● What you are asked to do: Your task is to reproduce, exactly and only, the lines running from the line containing "Uuid, payment_method_id: i64)" to the end of the data below, both included.

● Exercise data:
use std::str::FromStr;

use chrono::{DateTime, Utc};
use serde::{Deserialize, Serialize};
use uuid::Uuid;

use crate::error::{unexpected_error, Error};

#[derive(Clone, Copy, Debug, PartialEq, Eq, Serialize, Deserialize)]
#[serde(rename_all = "snake_case")]
pub enum PaymentStatus {
    Pending,
}

impl PaymentStatus {
    pub fn name(&self) -> &'static str {
        match self {
            Self::Pending => "pending",
        }
    }
}

impl FromStr for PaymentStatus {
    type Err = Error;

    fn from_str(s: &str) -> Result<Self, Self::Err> {
        match s {
            "pending" => Ok(Self::Pending),
            other => Err(unexpected_error(format!(
                "unknown payment status {other}"
            ))),
        }
    }
}

/// Bookkeeping row for an accepted trip. One row per (customer, payment method).
#[derive(Clone, Debug, PartialEq, Eq, Serialize, Deserialize)]
pub struct Payment {
    pub id: Uuid,
    pub customer_id: Uuid,
    pub payment_method_id: i64,
    pub amount: i64,
    pub status: PaymentStatus,
    pub updated_at: DateTime<Utc>,
}

impl Payment {
    pub fn new(customer_id: Uuid, payment_method_id: i64, amount: i64) -> Self {
        Self {
            id: Uuid::new_v4(),
            customer_id,
            payment_method_id,
            amount,
            status: PaymentStatus::Pending,
            updated_at: Utc::now(),
        }
    }

    pub fn is_keyed_on(&self, customer_id: Uuid, payment_method_id: i64) -> bool {
        self.customer_id == customer_id && self.payment_method_id == payment_method_id
    }

    pub fn restart(&mut self, amount: i64) {
        self.amount = amount;
        self.status = PaymentStatus::Pending;
        self.updated_at = Utc::now();
    }
}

● Response area:
    pub fn is_keyed_on(&self, customer_id: Uuid, payment_method_id: i64) -> bool {
        self.customer_id == customer_id && self.payment_method_id == payment_method_id
    }

    pub fn restart(&mut self, amount: i64) {
        self.amount = amount;
        self.status = PaymentStatus::Pending;
        self.updated_at = Utc::now();
    }
}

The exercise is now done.